Достоевский, конечно, многое понимал или подозревал. Правда, в Аполлинарии была та же скрытность, что и в нем самом. До конца объясниться было для них невозможно. Вначале он не вполне оценил ее сложность и всё хвалил ее характер, ум, независимость и требовательность к людям. Впоследствии он несколько изменил и дополнил это свое суждение – по-новому увидал он свою подругу.

Возможно, что в первые недели связи он не придавал ей того значения, которое она затем приобрела. Приключение выросло в настоящую страсть. Весною 1863 года он уже был так увлечен Аполлинарией, что не мог дня провести без нее. Она вошла в его существование, она стала ему дорога и физически, и эмоционально, и душевно. Она была всем, что красило его жизнь вне дома. А дома его ждали чахоточная жена, уединение кабинета, и никакой радости или отвлечения. Аполлинария и была радостью, волнением, смыслом этих дней и ночей. Он жил теперь двойным существованием, в двух друг на друга непохожих мирах. Как он справлялся с этой двойственностью, насколько мучился от лжи и вынужденного обмана Марьи Димитриевны? Никаких сведений о внутреннем состоянии Достоевского в 1862–63 гг. у нас нет, и о нем можно лишь догадываться. Любовь его к Аполлинарии, во всяком случае, не была секретом для его братьев: он и говорил, и писал им о ней, и встречался с сестрами Сусловыми на квартире у Михаила. Последний покровительствовал связи брата: он не любил Марьи Димитриевны и всегда считал брак с ней ошибкой. Возможно, что в Аполлинарии он видел будущую жену брата.
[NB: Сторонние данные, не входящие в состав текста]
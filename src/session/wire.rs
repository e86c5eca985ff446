use serde::{Deserialize, Serialize};

use super::config::SessionConfig;

/// Messages a client sends over the streaming connection. Each WebSocket
/// text frame carries exactly one, tagged by `type`.
#[derive(Debug, Clone, Serialize, Deserialize)]
#[serde(tag = "type", rename_all = "snake_case")]
pub enum ClientMessage {
    /// Set or replace the session configuration.
    Config {
        #[serde(default)]
        source_language: Option<String>,
        target_language: String,
    },
    /// Append a compressed audio fragment to the session buffer.
    Chunk { encoding: String, data: String },
    /// Force a final processing pass and response.
    Flush,
    /// Terminate the session. Buffered audio is discarded, not flushed.
    Close,
}

/// Messages the server sends back, in strict per-session order.
#[derive(Debug, Clone, PartialEq, Serialize, Deserialize)]
#[serde(tag = "type", rename_all = "snake_case")]
pub enum ServerMessage {
    /// Configuration accepted; echoes the effective values.
    ConfigAck { config: SessionConfig },
    /// Partial result from a threshold-triggered pass.
    Interim {
        text: String,
        detected_language: String,
    },
    /// Authoritative result of a flush.
    Final {
        original_text: String,
        translated_text: String,
        detected_language: String,
        target_language: String,
    },
    /// Non-fatal processing or validation failure; the session stays open.
    Error { detail: String },
}

#[cfg(test)]
mod tests {
    use super::*;

    #[test]
    fn config_message_parses_with_null_source() {
        let msg: ClientMessage =
            serde_json::from_str(r#"{"type":"config","source_language":null,"target_language":"ar"}"#)
                .unwrap();
        match msg {
            ClientMessage::Config {
                source_language,
                target_language,
            } => {
                assert!(source_language.is_none());
                assert_eq!(target_language, "ar");
            }
            other => panic!("unexpected message: {:?}", other),
        }
    }

    #[test]
    fn chunk_message_round_trips() {
        let msg: ClientMessage =
            serde_json::from_str(r#"{"type":"chunk","encoding":"base64","data":"AAAA"}"#).unwrap();
        match &msg {
            ClientMessage::Chunk { encoding, data } => {
                assert_eq!(encoding, "base64");
                assert_eq!(data, "AAAA");
            }
            other => panic!("unexpected message: {:?}", other),
        }
    }

    #[test]
    fn flush_and_close_are_bare_tags() {
        assert!(matches!(
            serde_json::from_str::<ClientMessage>(r#"{"type":"flush"}"#).unwrap(),
            ClientMessage::Flush
        ));
        assert!(matches!(
            serde_json::from_str::<ClientMessage>(r#"{"type":"close"}"#).unwrap(),
            ClientMessage::Close
        ));
    }

    #[test]
    fn final_message_serializes_with_wire_field_names() {
        let msg = ServerMessage::Final {
            original_text: "hello world".to_string(),
            translated_text: "مرحبا بالعالم".to_string(),
            detected_language: "en".to_string(),
            target_language: "ar".to_string(),
        };

        let json: serde_json::Value = serde_json::to_value(&msg).unwrap();
        assert_eq!(json["type"], "final");
        assert_eq!(json["original_text"], "hello world");
        assert_eq!(json["detected_language"], "en");
        assert_eq!(json["target_language"], "ar");
    }

    #[test]
    fn unknown_message_type_is_rejected() {
        assert!(serde_json::from_str::<ClientMessage>(r#"{"type":"register"}"#).is_err());
    }
}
Весною 1863 года, когда в болезни Марьи Димитриевны произошел опасный поворот к худшему и ее пришлось перевезти во Владимир, Достоевский и Аполлинария окончательно решили поехать летом за границу. В Европе, по крайней мере, можно было освободиться от унижений тайной связи и пожить вдвоем на свободе, не таясь.

Но 25 мая 1863 года журнал Достоевского «Время» был закрыт по распоряжению властей, почему-то увидавших опасную крамолу в одной из славянофильских статей на текущие темы, и на главного редактора пали все томительные хлопоты и переговоры по этому делу. Аполлинария уехала одна, он должен был последовать за ней, но не мог выбраться до августа. Уже один тот факт, что она покинула Петербург, не дождавшись его, показывает на трещину, если не на кризис, в их отношениях. Ее отъезд походил на бегство. Она предчувствовала или надеялась, что в Париже, куда уносил ее поезд, начнется новый период ее жизни. Достоевский вряд ли сознавал это: для него разлука с Аполлинарией была лишь временным перерывом.